ですが、ニッケルは、金メッキのジュエリーの土台に使われているに使われていることが多いですので注意が必要です。かゆみなどの症状が出るときは、金メッキの服飾具を身に着けていないか確認してみて下さい。
コバルト・クロム・マンガン・亜鉛・銅
ニッケルの次にアレルギーが起こりやすいのが、コバルトとクロム、マンガン、亜鉛、銅です。特に銅は身近なものに使われていることが多い金属ですので、一度でもアレルギー症状を感じたことがある人は注意するようにしてください。特に18Kなどのジュエリーは金と銅を混ぜて作られていますので、金にアレルギーを感じない人でも銅にアレルギー反応を示してしまうことがあります。
銀・金・プラチナ
銀や金、プラチナは、いずれもジュエリーとして頻繁に用いられる金属ですが、人によってはアレルギー反応を生じてしまうことがあります。
チタン
金属の中でもっともアレルギー反応が生じない金属が、チタンです。眼鏡のフレームなど長時間身につける装具にも使われることが多いです。とはいえ、チタンなら絶対にアレルギー反応が起きないというわけではありません。
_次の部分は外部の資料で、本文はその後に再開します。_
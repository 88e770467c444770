use std::collections::HashMap;
use std::sync::Arc;

use parking_lot::RwLock;

use crate::error::VfsError;
use crate::source::FileSource;
use crate::stream::{InputStream, MemoryInputStream, OutputStream};

type FileMap = Arc<RwLock<HashMap<String, Vec<u8>>>>;

/// In-memory file source for tests and embedded assets.
///
/// Thread-safe and mutable even after being registered: clones share the
/// same storage, so keep one to insert files after handing the other to
/// the [`Vfs`](crate::Vfs).
///
/// # Example
///
/// ```ignore
/// let mem = MemorySource::new();
/// mem.insert("config/settings.json", b"{}".to_vec());
///
/// let vfs = Vfs::new();
/// vfs.register_scheme("builtin", mem.clone())?;
/// ```
#[derive(Clone, Default)]
pub struct MemorySource {
    files: FileMap,
}

impl MemorySource {
    /// Create an empty in-memory source.
    pub fn new() -> Self {
        Self::default()
    }

    /// Insert a file at the given path, overwriting any existing file.
    pub fn insert(&self, path: impl Into<String>, data: Vec<u8>) {
        self.files.write().insert(path.into(), data);
    }

    /// Remove a file at the given path, returning its data if it existed.
    pub fn remove(&self, path: &str) -> Option<Vec<u8>> {
        self.files.write().remove(path)
    }

    /// Number of stored files.
    pub fn len(&self) -> usize {
        self.files.read().len()
    }

    pub fn is_empty(&self) -> bool {
        self.files.read().is_empty()
    }
}

impl FileSource for MemorySource {
    fn exists(&self, path: &str) -> bool {
        self.files.read().contains_key(path)
    }

    fn open(&self, path: &str) -> Result<Box<dyn InputStream>, VfsError> {
        let data = self.load(path)?;
        Ok(Box::new(MemoryInputStream::new(data)))
    }

    fn load(&self, path: &str) -> Result<Vec<u8>, VfsError> {
        self.files
            .read()
            .get(path)
            .cloned()
            .ok_or_else(|| VfsError::NotFound(path.to_owned()))
    }

    fn is_read_only(&self) -> bool {
        false
    }

    fn write(&self, path: &str, append: bool) -> Result<Box<dyn OutputStream>, VfsError> {
        let data = {
            let mut files = self.files.write();
            let existing = files.entry(path.to_owned()).or_default();
            if append {
                existing.clone()
            } else {
                existing.clear();
                Vec::new()
            }
        };
        Ok(Box::new(MemoryOutputStream {
            files: self.files.clone(),
            path: path.to_owned(),
            data,
        }))
    }
}

/// Buffers writes and publishes them on flush and on drop.
struct MemoryOutputStream {
    files: FileMap,
    path: String,
    data: Vec<u8>,
}

impl OutputStream for MemoryOutputStream {
    fn write(&mut self, src: &[u8]) -> Result<usize, VfsError> {
        self.data.extend_from_slice(src);
        Ok(src.len())
    }

    fn flush(&mut self) -> Result<(), VfsError> {
        self.files.write().insert(self.path.clone(), self.data.clone());
        Ok(())
    }

    fn tell(&self) -> u64 {
        self.data.len() as u64
    }
}

impl Drop for MemoryOutputStream {
    fn drop(&mut self) {
        let data = std::mem::take(&mut self.data);
        self.files.write().insert(std::mem::take(&mut self.path), data);
    }
}
use std::path::Path;

use serde::Deserialize;

use crate::archive::ArchiveSource;
use crate::error::VfsError;
#[cfg(all(feature = "filesystem", not(target_arch = "wasm32")))]
use crate::filesystem::FilesystemSource;
use crate::url::Url;
use crate::vfs::Vfs;

/// VFS layout loaded from a TOML file.
///
/// ```toml
/// [[scheme]]
/// name = "assets"
/// path = "./assets"
///
/// [[scheme]]
/// name = "pack"
/// type = "archive"
/// path = "./data/pack.zip"
///
/// [[alias]]
/// name = "tex"
/// target = "pack://textures"
/// ```
#[derive(Debug, Clone, Default, Deserialize)]
pub struct VfsConfig {
    #[serde(default)]
    pub scheme: Vec<SchemeConfig>,
    #[serde(default)]
    pub alias: Vec<AliasConfig>,
}

/// A single scheme definition.
///
/// The `type` field selects the source: `"filesystem"` (default), whose
/// `path` is the root directory, or `"archive"`, whose `path` is a ZIP file.
#[derive(Debug, Clone, Deserialize)]
pub struct SchemeConfig {
    pub name: String,
    pub path: String,
    /// `"filesystem"` (default) or `"archive"`.
    #[serde(default = "default_scheme_type")]
    pub r#type: String,
}

/// A scheme alias definition. `target` is URL text such as `"assets://textures"`.
#[derive(Debug, Clone, Deserialize)]
pub struct AliasConfig {
    pub name: String,
    pub target: String,
}

fn default_scheme_type() -> String {
    "filesystem".into()
}

impl VfsConfig {
    /// Parse a config from TOML text.
    pub fn from_toml_str(text: &str) -> Result<Self, VfsError> {
        toml::from_str(text).map_err(|e| VfsError::Config(e.to_string()))
    }
}

/// Load a VFS config from a TOML file.
///
/// Returns [`VfsError::Config`] with a human-readable message if the file
/// cannot be read or parsed.
pub fn load_config(path: &Path) -> Result<VfsConfig, VfsError> {
    let content = std::fs::read_to_string(path)
        .map_err(|e| VfsError::Config(format!("failed to read {}: {e}", path.display())))?;
    toml::from_str(&content)
        .map_err(|e| VfsError::Config(format!("failed to parse {}: {e}", path.display())))
}

/// Build a [`Vfs`] from a config.
///
/// Schemes are registered before aliases. Entries that fail (unknown type,
/// unreadable archive, duplicate name) are logged and skipped; the rest of
/// the config still applies.
pub fn build_vfs(config: &VfsConfig) -> Vfs {
    let vfs = Vfs::new();

    for scheme in &config.scheme {
        let result = match scheme.r#type.as_str() {
            #[cfg(all(feature = "filesystem", not(target_arch = "wasm32")))]
            "filesystem" => {
                log::info!(
                    "VFS scheme: \"{}\" -> filesystem {:?}",
                    scheme.name,
                    scheme.path
                );
                vfs.register_scheme(&scheme.name, FilesystemSource::rooted(&scheme.path))
            }
            "archive" => {
                log::info!(
                    "VFS scheme: \"{}\" -> archive {:?}",
                    scheme.name,
                    scheme.path
                );
                vfs.register_scheme(&scheme.name, ArchiveSource::from_path(&scheme.path))
            }
            other => {
                log::warn!("Unknown scheme type \"{}\" for \"{}\"", other, scheme.name);
                continue;
            }
        };
        if let Err(e) = result {
            log::error!("Failed to register scheme \"{}\": {e}", scheme.name);
        }
    }

    for alias in &config.alias {
        if let Err(e) = vfs.register_scheme_alias(&alias.name, Url::parse(&alias.target)) {
            log::error!("Failed to register alias \"{}\": {e}", alias.name);
        }
    }

    vfs
}

/// Load a config file and build its [`Vfs`], falling back to an empty
/// config if the file is missing or invalid.
pub fn load_or_default(path: &Path) -> (VfsConfig, Vfs) {
    let config = match load_config(path) {
        Ok(config) => {
            log::info!(
                "Loaded VFS config: {} schemes, {} aliases",
                config.scheme.len(),
                config.alias.len()
            );
            config
        }
        Err(e) => {
            log::warn!("No VFS config ({e}), using defaults");
            VfsConfig::default()
        }
    };

    let vfs = build_vfs(&config);
    (config, vfs)
}

#[cfg(test)]
mod tests {
    use super::*;
    use crate::archive::testing::ZipBuilder;

    fn temp_dir(name: &str) -> std::path::PathBuf {
        let dir = std::env::temp_dir().join(format!("scheme_vfs_config_test_{name}"));
        let _ = std::fs::remove_dir_all(&dir);
        std::fs::create_dir_all(&dir).unwrap();
        dir
    }

    #[test]
    fn parse_full_config() {
        let config = VfsConfig::from_toml_str(
            r#"
            [[scheme]]
            name = "assets"
            path = "./assets"

            [[scheme]]
            name = "pack"
            type = "archive"
            path = "pack.zip"

            [[alias]]
            name = "tex"
            target = "pack://textures"
            "#,
        )
        .unwrap();

        assert_eq!(config.scheme.len(), 2);
        assert_eq!(config.scheme[0].r#type, "filesystem");
        assert_eq!(config.scheme[1].r#type, "archive");
        assert_eq!(config.alias[0].target, "pack://textures");
    }

    #[test]
    fn empty_config_is_valid() {
        let config = VfsConfig::from_toml_str("").unwrap();
        assert!(config.scheme.is_empty());
        assert!(config.alias.is_empty());
    }

    #[test]
    fn malformed_config_is_error() {
        assert!(matches!(
            VfsConfig::from_toml_str("[[scheme]]\nname = 3"),
            Err(VfsError::Config(_))
        ));
    }

    #[test]
    fn missing_file_is_config_error() {
        let dir = temp_dir("missing");
        assert!(matches!(
            load_config(&dir.join("vfs.toml")),
            Err(VfsError::Config(_))
        ));
        let (config, vfs) = load_or_default(&dir.join("vfs.toml"));
        assert!(config.scheme.is_empty());
        assert!(vfs.registry().scheme_names().is_empty());
        let _ = std::fs::remove_dir_all(&dir);
    }

    #[cfg(all(feature = "filesystem", not(target_arch = "wasm32")))]
    #[test]
    fn build_skips_bad_entries() {
        let dir = temp_dir("skip");
        std::fs::write(dir.join("ok.txt"), b"ok").unwrap();
        std::fs::write(dir.join("broken.zip"), b"not a zip").unwrap();

        let config = VfsConfig {
            scheme: vec![
                SchemeConfig {
                    name: "root".into(),
                    path: dir.display().to_string(),
                    r#type: "filesystem".into(),
                },
                SchemeConfig {
                    name: "broken".into(),
                    path: dir.join("broken.zip").display().to_string(),
                    r#type: "archive".into(),
                },
                SchemeConfig {
                    name: "remote".into(),
                    path: "host:/data".into(),
                    r#type: "http".into(),
                },
                SchemeConfig {
                    name: "root".into(),
                    path: "/elsewhere".into(),
                    r#type: "filesystem".into(),
                },
            ],
            alias: vec![AliasConfig {
                name: "r".into(),
                target: "root://".into(),
            }],
        };

        let vfs = build_vfs(&config);
        assert_eq!(vfs.registry().scheme_names(), vec!["root"]);
        assert_eq!(vfs.load(&Url::parse("r://ok.txt")).unwrap(), b"ok");

        let _ = std::fs::remove_dir_all(&dir);
    }

    #[test]
    fn load_file_and_build() {
        let dir = temp_dir("file");
        std::fs::write(
            dir.join("pack.zip"),
            ZipBuilder::new().stored("textures/brick.png", b"png").finish(),
        )
        .unwrap();
        let config_path = dir.join("vfs.toml");
        std::fs::write(
            &config_path,
            format!(
                "[[scheme]]\nname = \"pack\"\ntype = \"archive\"\npath = {:?}\n\n\
                 [[alias]]\nname = \"tex\"\ntarget = \"pack://textures\"\n",
                dir.join("pack.zip").display().to_string()
            ),
        )
        .unwrap();

        let (config, vfs) = load_or_default(&config_path);
        assert_eq!(config.scheme.len(), 1);
        assert_eq!(vfs.load(&Url::parse("tex://brick.png")).unwrap(), b"png");

        let _ = std::fs::remove_dir_all(&dir);
    }
}
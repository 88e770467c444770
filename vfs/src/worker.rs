use std::future::Future;
use std::panic::{AssertUnwindSafe, catch_unwind};
use std::pin::Pin;
use std::sync::Arc;
use std::sync::mpsc;
use std::task::{Context, Poll, Waker};
use std::thread;
use std::time::Duration;

use parking_lot::Mutex;

use crate::error::VfsError;

type Job = Box<dyn FnOnce() + Send + 'static>;

/// Fixed-size pool of named worker threads fed from one FIFO queue.
///
/// Tasks start in submission order. With a single thread they also finish
/// in submission order, which is what [`Vfs::load_async`](crate::Vfs::load_async)
/// relies on.
///
/// Dropping the pool closes the queue, lets already queued tasks run, and
/// joins the threads.
pub struct WorkerPool {
    sender: Option<mpsc::Sender<Job>>,
    threads: Vec<thread::JoinHandle<()>>,
}

impl WorkerPool {
    /// Spawn `threads` workers (at least one) named `{name}-{index}`.
    pub fn new(name: &str, threads: usize) -> Result<Self, VfsError> {
        let (sender, receiver) = mpsc::channel::<Job>();
        let receiver = Arc::new(Mutex::new(receiver));

        let mut handles = Vec::with_capacity(threads.max(1));
        for index in 0..threads.max(1) {
            let receiver = receiver.clone();
            let handle = thread::Builder::new()
                .name(format!("{name}-{index}"))
                .spawn(move || run_worker(&receiver))
                .map_err(VfsError::Io)?;
            handles.push(handle);
        }

        Ok(Self {
            sender: Some(sender),
            threads: handles,
        })
    }

    /// Number of worker threads.
    pub fn threads(&self) -> usize {
        self.threads.len()
    }

    /// Queue `task` and return a handle to its result.
    ///
    /// A task that panics is logged and its handle resolves to `None`;
    /// the worker keeps serving later tasks.
    pub fn submit<T, F>(&self, task: F) -> TaskHandle<T>
    where
        T: Send + 'static,
        F: FnOnce() -> T + Send + 'static,
    {
        let (result_tx, result_rx) = mpsc::sync_channel(1);
        let waker: Arc<Mutex<Option<Waker>>> = Arc::new(Mutex::new(None));
        let job_waker = waker.clone();

        let job: Job = Box::new(move || {
            match catch_unwind(AssertUnwindSafe(task)) {
                Ok(value) => {
                    let _ = result_tx.send(value);
                }
                Err(_) => log::error!("Worker task panicked"),
            }
            // The sender is gone either way; wake the handle so it observes it.
            drop(result_tx);
            if let Some(waker) = job_waker.lock().take() {
                waker.wake();
            }
        });

        if let Some(sender) = &self.sender
            && sender.send(job).is_err()
        {
            log::error!("Worker queue closed, task dropped");
        }

        TaskHandle {
            receiver: result_rx,
            waker,
        }
    }
}

impl Drop for WorkerPool {
    fn drop(&mut self) {
        // Closing the channel ends each worker loop once the queue drains.
        self.sender.take();
        let current = thread::current().id();
        for handle in self.threads.drain(..) {
            if handle.thread().id() == current {
                continue;
            }
            if handle.join().is_err() {
                log::error!("Worker thread exited with a panic");
            }
        }
    }
}

fn run_worker(receiver: &Mutex<mpsc::Receiver<Job>>) {
    loop {
        // Hold the queue lock only while taking a job.
        let job = receiver.lock().recv();
        match job {
            Ok(job) => job(),
            Err(_) => break,
        }
    }
}

/// Handle to the result of a task queued on a [`WorkerPool`].
///
/// Can be polled with [`try_recv()`](Self::try_recv), waited on with
/// [`recv()`](Self::recv), or `.await`ed. It resolves to `None` if the task
/// panicked or was dropped without running.
pub struct TaskHandle<T> {
    receiver: mpsc::Receiver<T>,
    waker: Arc<Mutex<Option<Waker>>>,
}

impl<T> TaskHandle<T> {
    /// A handle whose task will never run; it resolves to `None` at once.
    pub(crate) fn closed() -> Self {
        let (_, receiver) = mpsc::sync_channel(1);
        Self {
            receiver,
            waker: Arc::new(Mutex::new(None)),
        }
    }

    /// Retrieve the result without blocking.
    ///
    /// Returns `Some(T)` if the task has completed, `None` otherwise.
    /// This consumes the value; later calls return `None`.
    pub fn try_recv(&self) -> Option<T> {
        self.receiver.try_recv().ok()
    }

    /// Block until the task completes and return its result.
    pub fn recv(self) -> Option<T> {
        self.receiver.recv().ok()
    }

    /// Block for at most `timeout`.
    ///
    /// Returns `Err(self)` if the task is still running, so the caller can
    /// keep waiting.
    pub fn recv_timeout(self, timeout: Duration) -> Result<Option<T>, Self> {
        match self.receiver.recv_timeout(timeout) {
            Ok(value) => Ok(Some(value)),
            Err(mpsc::RecvTimeoutError::Disconnected) => Ok(None),
            Err(mpsc::RecvTimeoutError::Timeout) => Err(self),
        }
    }
}

impl<T> Future for TaskHandle<T> {
    type Output = Option<T>;

    fn poll(self: Pin<&mut Self>, cx: &mut Context<'_>) -> Poll<Option<T>> {
        // Register before checking so a completion in between still wakes us.
        *self.waker.lock() = Some(cx.waker().clone());
        match self.receiver.try_recv() {
            Ok(value) => Poll::Ready(Some(value)),
            Err(mpsc::TryRecvError::Empty) => Poll::Pending,
            Err(mpsc::TryRecvError::Disconnected) => Poll::Ready(None),
        }
    }
}
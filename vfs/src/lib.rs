//! Scheme-based virtual file system.
//!
//! Files are addressed by [`Url`]s of the form `scheme://path`. Each scheme
//! is served by a [`FileSource`] registered on a [`Vfs`]; a scheme can also
//! be an alias that rewrites URLs onto another scheme and base path.
//!
//! ```ignore
//! let vfs = Vfs::new();
//! vfs.register_scheme("assets", FilesystemSource::rooted("./assets"))?;
//! vfs.register_scheme("pack", ArchiveSource::from_path("./assets/pack.zip"))?;
//! vfs.register_scheme_alias("tex", Url::new("pack", "textures"))?;
//!
//! let bytes = vfs.load(&"tex://brick.png".into());
//! let pending = vfs.load_async(&"assets://level1.json".into());
//! ```
//!
//! # Sources
//!
//! - [`FilesystemSource`]: Native filesystem access (read-write, native only)
//! - [`ArchiveSource`]: Entries of a ZIP archive (read-only)
//! - [`MemorySource`]: In-memory storage for tests and embedded assets (read-write)
//!
//! Custom sources implement the [`FileSource`] trait. Write support is
//! optional and defaults to [`VfsError::ReadOnly`].
//!
//! # Threading
//!
//! Every `Vfs` operation is synchronous and may be called from any thread.
//! [`Vfs::load_async`] queues the load on a single background thread per
//! `Vfs` and returns a [`TaskHandle`] that can be polled, waited on, or
//! awaited.
//!
//! # Configuration
//!
//! A `Vfs` can be described in TOML and built with [`load_config`] and
//! [`build_vfs`]. See [`VfsConfig`] for the format.

mod archive;
mod config;
mod error;
#[cfg(all(feature = "filesystem", not(target_arch = "wasm32")))]
mod filesystem;
mod memory;
pub mod path;
mod registry;
mod source;
mod stream;
mod url;
mod vfs;
mod worker;

pub use archive::{ArchiveEntryStream, ArchiveSource};
pub use config::{AliasConfig, SchemeConfig, VfsConfig, build_vfs, load_config, load_or_default};
pub use error::VfsError;
#[cfg(all(feature = "filesystem", not(target_arch = "wasm32")))]
pub use filesystem::FilesystemSource;
pub use memory::MemorySource;
pub use registry::{MAX_ALIAS_DEPTH, SchemeRegistry};
pub use source::FileSource;
pub use stream::{
    FileInputStream, FileOutputStream, InputStream, MemoryInputStream, OutputStream, read_tail,
    write_all,
};
pub use url::{DEFAULT_SCHEME, Url};
pub use vfs::Vfs;
pub use worker::{TaskHandle, WorkerPool};
use std::io::Read;
use std::sync::Arc;

use flate2::Crc;
use flate2::read::DeflateDecoder;

use super::zip::{METHOD_DEFLATE, ZipArchive};
use crate::error::VfsError;
use crate::stream::InputStream;

/// Reader over the raw (still compressed) bytes of one entry.
///
/// Holds the shared archive handle, so the archive and its backing stream
/// outlive every extraction stream built on top of this reader.
struct RawEntryReader {
    archive: Arc<ZipArchive>,
    pos: u64,
    end: u64,
}

impl Read for RawEntryReader {
    fn read(&mut self, buf: &mut [u8]) -> std::io::Result<usize> {
        let remaining = self.end.saturating_sub(self.pos);
        let n = buf.len().min(usize::try_from(remaining).unwrap_or(usize::MAX));
        if n == 0 {
            return Ok(0);
        }
        self.archive
            .read_at(self.pos, &mut buf[..n])
            .map_err(std::io::Error::other)?;
        self.pos += n as u64;
        Ok(n)
    }
}

enum EntryReader {
    Stored(RawEntryReader),
    Deflated(DeflateDecoder<RawEntryReader>),
}

impl Read for EntryReader {
    fn read(&mut self, buf: &mut [u8]) -> std::io::Result<usize> {
        match self {
            EntryReader::Stored(raw) => raw.read(buf),
            EntryReader::Deflated(decoder) => decoder.read(buf),
        }
    }
}

/// Recover the archive error wrapped by [`RawEntryReader`], or describe a
/// decompression failure.
fn pull_error(name: &str, err: std::io::Error) -> VfsError {
    if err.get_ref().is_some_and(|inner| inner.is::<VfsError>()) {
        if let Some(inner) = err.into_inner()
            && let Ok(vfs_err) = inner.downcast::<VfsError>()
        {
            return *vfs_err;
        }
        return VfsError::MalformedArchive(name.to_owned());
    }
    VfsError::MalformedArchive(format!("{name}: {err}"))
}

/// Forward-only decompressing stream over one archive entry.
///
/// Bytes are pulled from the archive on demand as [`read`](InputStream::read)
/// is called. [`seek`](InputStream::seek) always fails with
/// [`VfsError::SeekUnsupported`]; load the entry into memory instead when
/// random access is needed.
///
/// The CRC-32 of the entry is checked once the last byte has been read.
pub struct ArchiveEntryStream {
    reader: EntryReader,
    name: String,
    pos: u64,
    len: u64,
    crc: Crc,
    expected_crc: u32,
}

impl ArchiveEntryStream {
    /// Open the entry `name` of `archive`.
    ///
    /// Fails with [`VfsError::NoSuchEntry`] if the name is not in the
    /// central directory, or with an archive error if the entry cannot be
    /// located or uses an unsupported feature.
    pub(crate) fn open(archive: Arc<ZipArchive>, name: &str) -> Result<Self, VfsError> {
        let entry = archive
            .entry(name)
            .cloned()
            .ok_or_else(|| VfsError::NoSuchEntry(name.to_owned()))?;
        let (start, end) = archive.data_range(&entry)?;

        let raw = RawEntryReader {
            archive,
            pos: start,
            end,
        };
        let reader = if entry.method == METHOD_DEFLATE {
            EntryReader::Deflated(DeflateDecoder::new(raw))
        } else {
            EntryReader::Stored(raw)
        };

        Ok(Self {
            reader,
            name: entry.name,
            pos: 0,
            len: entry.uncompressed_size,
            crc: Crc::new(),
            expected_crc: entry.crc32,
        })
    }

    /// Name of the archive entry this stream reads.
    pub fn name(&self) -> &str {
        &self.name
    }

    fn verify_crc(&self) -> Result<(), VfsError> {
        if self.crc.sum() != self.expected_crc {
            return Err(VfsError::ChecksumMismatch(self.name.clone()));
        }
        Ok(())
    }
}

impl InputStream for ArchiveEntryStream {
    fn read(&mut self, dst: &mut [u8]) -> Result<usize, VfsError> {
        let remaining = self.len - self.pos;
        let want = dst.len().min(usize::try_from(remaining).unwrap_or(usize::MAX));
        if want == 0 {
            return Ok(0);
        }

        let n = self
            .reader
            .read(&mut dst[..want])
            .map_err(|e| pull_error(&self.name, e))?;
        if n == 0 {
            return Err(VfsError::MalformedArchive(format!(
                "{}: ended after {} of {} bytes",
                self.name, self.pos, self.len
            )));
        }

        self.crc.update(&dst[..n]);
        self.pos += n as u64;
        if self.pos == self.len {
            self.verify_crc()?;
        }
        Ok(n)
    }

    fn seek(&mut self, _offset: i64, _relative: bool) -> Result<u64, VfsError> {
        Err(VfsError::SeekUnsupported)
    }

    fn tell(&self) -> u64 {
        self.pos
    }

    fn length(&self) -> u64 {
        self.len
    }
}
違和感が生じたときは、すぐに病院で診察してもらうようにしましょう。
金属アレルギーの症状
金属アレルギーによって、足の裏や手のひらに「汗疱(かんぽう)」と呼ばれる水疱状の症状が表れることがあります。かゆみが強いこともあり、日常生活に支障をきたすこともあります。その他にも、入浴時や就寝時など身体が暖かくなると蕁麻疹状の発疹が表れることや腰回りや肩周りなどに湿疹が出ることもあります。いずれにしても痒みが強く、症状が長期化することが多いです。
早めにアレルギー検査を受けてみよう!
金属アレルギーかどうかの検査は、皮膚科やアレルギー科などで、保険適用内で受けることができます。理由不明の痒みや湿疹に悩まされている人は、早めにアレルギー検査の受診をお勧めします。